▶ _INSTRUCTIONS TO FOLLOW_:
In the material below, find each line with the word "above" and list it.

══════

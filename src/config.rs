//! Agent configuration record.
//!
//! An external reader (file parser, environment, tests) populates
//! [`AgentConfig`]; the agent builder turns it into live tables. With the
//! `serde` feature the records derive `Deserialize`, so any serde format
//! can produce them directly.

use std::net::IpAddr;
use std::path::PathBuf;

use crate::error::{Error, Result};
use crate::message::SecurityLevel;
use crate::security::IpNet;
use crate::v3::{AuthProtocol, PrivProtocol};

/// Log verbosity for the daemon wrapper.
#[derive(Debug, Clone, Copy, PartialEq, Eq, Default)]
#[cfg_attr(feature = "serde", derive(serde::Serialize, serde::Deserialize))]
#[cfg_attr(feature = "serde", serde(rename_all = "lowercase"))]
pub enum LogLevel {
    Error,
    Warn,
    #[default]
    Info,
    Debug,
    Trace,
}

impl LogLevel {
    /// The equivalent tracing filter directive.
    pub fn as_filter(self) -> &'static str {
        match self {
            Self::Error => "error",
            Self::Warn => "warn",
            Self::Info => "info",
            Self::Debug => "debug",
            Self::Trace => "trace",
        }
    }
}

impl std::str::FromStr for LogLevel {
    type Err = Error;

    fn from_str(s: &str) -> Result<Self> {
        match s.to_ascii_lowercase().as_str() {
            "error" => Ok(Self::Error),
            "warn" | "warning" => Ok(Self::Warn),
            "info" => Ok(Self::Info),
            "debug" => Ok(Self::Debug),
            "trace" => Ok(Self::Trace),
            _ => Err(Error::Config(format!("unknown log level '{}'", s))),
        }
    }
}

/// A USM user definition.
#[derive(Debug, Clone)]
#[cfg_attr(feature = "serde", derive(serde::Serialize, serde::Deserialize))]
pub struct UsmUserSpec {
    pub username: String,
    pub security_level: SecurityLevel,
    #[cfg_attr(feature = "serde", serde(default))]
    pub auth_protocol: Option<AuthProtocol>,
    #[cfg_attr(feature = "serde", serde(default))]
    pub auth_password: Option<String>,
    #[cfg_attr(feature = "serde", serde(default))]
    pub priv_protocol: Option<PrivProtocol>,
    #[cfg_attr(feature = "serde", serde(default))]
    pub priv_password: Option<String>,
}

/// A community definition.
#[derive(Debug, Clone)]
#[cfg_attr(feature = "serde", derive(serde::Serialize, serde::Deserialize))]
pub struct CommunitySpec {
    pub name: String,
    #[cfg_attr(feature = "serde", serde(default = "default_true"))]
    pub read_only: bool,
    /// Optional CIDR source bindings for this community.
    #[cfg_attr(feature = "serde", serde(default))]
    pub sources: Vec<String>,
}

/// A VACM group mapping.
#[derive(Debug, Clone)]
#[cfg_attr(feature = "serde", derive(serde::Serialize, serde::Deserialize))]
pub struct VacmGroupSpec {
    pub security_name: String,
    pub security_model: String,
    pub group: String,
}

/// A VACM access entry.
#[derive(Debug, Clone)]
#[cfg_attr(feature = "serde", derive(serde::Serialize, serde::Deserialize))]
pub struct VacmAccessSpec {
    pub group: String,
    #[cfg_attr(feature = "serde", serde(default))]
    pub context_prefix: String,
    #[cfg_attr(feature = "serde", serde(default))]
    pub prefix_match: bool,
    #[cfg_attr(feature = "serde", serde(default = "default_level"))]
    pub security_level: SecurityLevel,
    #[cfg_attr(feature = "serde", serde(default))]
    pub read_view: String,
    #[cfg_attr(feature = "serde", serde(default))]
    pub write_view: String,
    #[cfg_attr(feature = "serde", serde(default))]
    pub notify_view: String,
}

/// One subtree of a VACM view.
#[derive(Debug, Clone)]
#[cfg_attr(feature = "serde", derive(serde::Serialize, serde::Deserialize))]
pub struct ViewSubtreeSpec {
    pub oid: String,
    #[cfg_attr(feature = "serde", serde(default))]
    pub mask: Vec<u8>,
    #[cfg_attr(feature = "serde", serde(default = "default_true"))]
    pub included: bool,
}

/// A named VACM view.
#[derive(Debug, Clone)]
#[cfg_attr(feature = "serde", derive(serde::Serialize, serde::Deserialize))]
pub struct VacmViewSpec {
    pub name: String,
    pub subtrees: Vec<ViewSubtreeSpec>,
}

/// Rate limiter policy.
#[derive(Debug, Clone, Copy)]
#[cfg_attr(feature = "serde", derive(serde::Serialize, serde::Deserialize))]
pub struct RateLimitSpec {
    pub max_requests: u32,
    pub window_seconds: u64,
}

impl Default for RateLimitSpec {
    fn default() -> Self {
        Self {
            max_requests: 100,
            window_seconds: 60,
        }
    }
}

/// The agent configuration record.
#[derive(Debug, Clone)]
#[cfg_attr(feature = "serde", derive(serde::Serialize, serde::Deserialize))]
#[cfg_attr(feature = "serde", serde(default))]
pub struct AgentConfig {
    /// UDP port for requests.
    pub port: u16,
    /// Default read-only community (ignored when `communities` is set).
    pub community: String,
    /// Concurrent in-flight request limit.
    pub max_connections: u32,
    /// Per-request processing deadline in seconds.
    pub timeout_seconds: u32,
    /// Log verbosity.
    pub log_level: LogLevel,
    /// Bind `[::]` instead of `0.0.0.0`.
    pub enable_ipv6: bool,
    /// Also listen for traps on `trap_port`.
    pub enable_trap: bool,
    /// Trap listener port.
    pub trap_port: u16,
    /// Override the bind address entirely.
    pub bind_address: Option<IpAddr>,
    /// Cap on encoded response size (v3 additionally honors msgMaxSize).
    pub max_message_size: usize,
    /// Engine state file (boots counter + engine ID).
    pub engine_state_path: Option<PathBuf>,

    /// Explicit community table; when empty, `community` is used read-only.
    pub communities: Vec<CommunitySpec>,
    /// USM users.
    pub usm_users: Vec<UsmUserSpec>,

    /// VACM tables; all empty means access control is disabled.
    pub vacm_groups: Vec<VacmGroupSpec>,
    pub vacm_accesses: Vec<VacmAccessSpec>,
    pub vacm_views: Vec<VacmViewSpec>,

    /// Source filtering.
    pub allowed_ips: Vec<String>,
    pub denied_ips: Vec<String>,
    pub allowed_subnets: Vec<String>,
    pub denied_subnets: Vec<String>,
    /// Rate limiter policy.
    pub rate_limit: RateLimitSpec,

    /// sysDescr value.
    pub sys_descr: String,
    /// sysContact value.
    pub sys_contact: String,
    /// sysName value (defaults to the host name at build time when empty).
    pub sys_name: String,
    /// sysLocation value.
    pub sys_location: String,
}

impl Default for AgentConfig {
    fn default() -> Self {
        Self {
            port: 161,
            community: "public".to_string(),
            max_connections: 100,
            timeout_seconds: 30,
            log_level: LogLevel::Info,
            enable_ipv6: true,
            enable_trap: false,
            trap_port: 162,
            bind_address: None,
            max_message_size: 1472,
            engine_state_path: None,
            communities: Vec::new(),
            usm_users: Vec::new(),
            vacm_groups: Vec::new(),
            vacm_accesses: Vec::new(),
            vacm_views: Vec::new(),
            allowed_ips: Vec::new(),
            denied_ips: Vec::new(),
            allowed_subnets: Vec::new(),
            denied_subnets: Vec::new(),
            rate_limit: RateLimitSpec::default(),
            sys_descr: "Simple SNMP Daemon".to_string(),
            sys_contact: String::new(),
            sys_name: String::new(),
            sys_location: String::new(),
        }
    }
}

impl AgentConfig {
    /// Validate the record without building anything (`--test-config`).
    pub fn validate(&self) -> Result<()> {
        if self.port == 0 {
            return Err(Error::Config("port must be nonzero".to_string()));
        }
        if self.enable_trap && self.trap_port == 0 {
            return Err(Error::Config("trap_port must be nonzero".to_string()));
        }
        if self.enable_trap && self.trap_port == self.port {
            return Err(Error::Config(
                "trap_port must differ from the request port".to_string(),
            ));
        }
        // RFC 3412 floor for any SNMP entity
        if self.max_message_size < 484 {
            return Err(Error::Config(format!(
                "max_message_size {} below the RFC 3412 minimum 484",
                self.max_message_size
            )));
        }
        if self.rate_limit.window_seconds == 0 {
            return Err(Error::Config(
                "rate_limit.window_seconds must be nonzero".to_string(),
            ));
        }

        for user in &self.usm_users {
            self.validate_user(user)?;
        }

        for address in self.allowed_ips.iter().chain(&self.denied_ips) {
            address
                .parse::<IpAddr>()
                .map_err(|_| Error::Config(format!("invalid IP address '{}'", address)))?;
        }
        for subnet in self.allowed_subnets.iter().chain(&self.denied_subnets) {
            IpNet::parse(subnet)?;
        }
        for community in &self.communities {
            for source in &community.sources {
                IpNet::parse(source)?;
            }
        }

        for view in &self.vacm_views {
            for subtree in &view.subtrees {
                crate::oid::Oid::parse(&subtree.oid)?;
            }
        }
        for group in &self.vacm_groups {
            group.security_model.parse::<crate::vacm::SecurityModel>()?;
        }

        Ok(())
    }

    fn validate_user(&self, user: &UsmUserSpec) -> Result<()> {
        let name = &user.username;
        if name.is_empty() {
            return Err(Error::Config("USM username must not be empty".to_string()));
        }

        match user.security_level {
            SecurityLevel::NoAuthNoPriv => {
                if user.auth_protocol.is_some() || user.priv_protocol.is_some() {
                    return Err(Error::Config(format!(
                        "user '{}': noAuthNoPriv forbids auth/priv protocols",
                        name
                    )));
                }
            }
            SecurityLevel::AuthNoPriv => {
                if user.auth_protocol.is_none() || user.auth_password.is_none() {
                    return Err(Error::Config(format!(
                        "user '{}': authNoPriv requires auth protocol and password",
                        name
                    )));
                }
                if user.priv_protocol.is_some() {
                    return Err(Error::Config(format!(
                        "user '{}': authNoPriv forbids a privacy protocol",
                        name
                    )));
                }
            }
            SecurityLevel::AuthPriv => {
                if user.auth_protocol.is_none()
                    || user.auth_password.is_none()
                    || user.priv_protocol.is_none()
                    || user.priv_password.is_none()
                {
                    return Err(Error::Config(format!(
                        "user '{}': authPriv requires auth and priv protocols and passwords",
                        name
                    )));
                }
                let auth = user.auth_protocol.expect("checked above");
                let privacy = user.priv_protocol.expect("checked above");
                if !auth.is_compatible_with(privacy) {
                    return Err(Error::Config(format!(
                        "user '{}': {} does not produce enough key material for {}",
                        name, auth, privacy
                    )));
                }
            }
        }

        Ok(())
    }
}

#[cfg(feature = "serde")]
fn default_true() -> bool {
    true
}

#[cfg(feature = "serde")]
fn default_level() -> SecurityLevel {
    SecurityLevel::NoAuthNoPriv
}

#[cfg(test)]
mod tests {
    use super::*;

    #[test]
    fn test_defaults() {
        let config = AgentConfig::default();
        assert_eq!(config.port, 161);
        assert_eq!(config.community, "public");
        assert_eq!(config.max_connections, 100);
        assert_eq!(config.timeout_seconds, 30);
        assert!(config.enable_ipv6);
        assert!(!config.enable_trap);
        assert_eq!(config.trap_port, 162);
        assert_eq!(config.rate_limit.max_requests, 100);
        assert_eq!(config.rate_limit.window_seconds, 60);
        assert!(config.validate().is_ok());
    }

    #[test]
    fn test_validate_ports() {
        let mut config = AgentConfig {
            port: 0,
            ..Default::default()
        };
        assert!(config.validate().is_err());

        config.port = 161;
        config.enable_trap = true;
        config.trap_port = 161;
        assert!(config.validate().is_err());

        config.trap_port = 162;
        assert!(config.validate().is_ok());
    }

    #[test]
    fn test_validate_user_levels() {
        let mut config = AgentConfig::default();

        // authPriv missing priv password
        config.usm_users.push(UsmUserSpec {
            username: "admin".to_string(),
            security_level: SecurityLevel::AuthPriv,
            auth_protocol: Some(AuthProtocol::Sha256),
            auth_password: Some("authpass123".to_string()),
            priv_protocol: Some(PrivProtocol::Aes128),
            priv_password: None,
        });
        assert!(config.validate().is_err());

        config.usm_users[0].priv_password = Some("privpass123".to_string());
        assert!(config.validate().is_ok());

        // Incompatible auth/priv combination
        config.usm_users[0].auth_protocol = Some(AuthProtocol::Sha1);
        config.usm_users[0].priv_protocol = Some(PrivProtocol::Aes256);
        assert!(config.validate().is_err());
    }

    #[test]
    fn test_validate_networks() {
        let mut config = AgentConfig::default();
        config.allowed_subnets.push("10.0.0.0/8".to_string());
        assert!(config.validate().is_ok());

        config.denied_subnets.push("10.0.0.0/99".to_string());
        assert!(config.validate().is_err());

        config.denied_subnets.clear();
        config.denied_ips.push("not-an-ip".to_string());
        assert!(config.validate().is_err());
    }

    #[test]
    fn test_validate_vacm_oids() {
        let mut config = AgentConfig::default();
        config.vacm_views.push(VacmViewSpec {
            name: "all".to_string(),
            subtrees: vec![ViewSubtreeSpec {
                oid: "1.3.6.1".to_string(),
                mask: vec![],
                included: true,
            }],
        });
        assert!(config.validate().is_ok());

        config.vacm_views[0].subtrees[0].oid = "1.3.junk".to_string();
        assert!(config.validate().is_err());
    }

    #[test]
    fn test_validate_message_size_floor() {
        let config = AgentConfig {
            max_message_size: 400,
            ..Default::default()
        };
        assert!(config.validate().is_err());
    }

    #[test]
    fn test_log_level_parse() {
        assert_eq!("debug".parse::<LogLevel>().unwrap(), LogLevel::Debug);
        assert_eq!("WARNING".parse::<LogLevel>().unwrap(), LogLevel::Warn);
        assert!("chatty".parse::<LogLevel>().is_err());
    }
}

══════

▶ _WRITTEN SOLUTION_:
                let auth = user.auth_protocol.expect("checked above");
                let privacy = user.priv_protocol.expect("checked above");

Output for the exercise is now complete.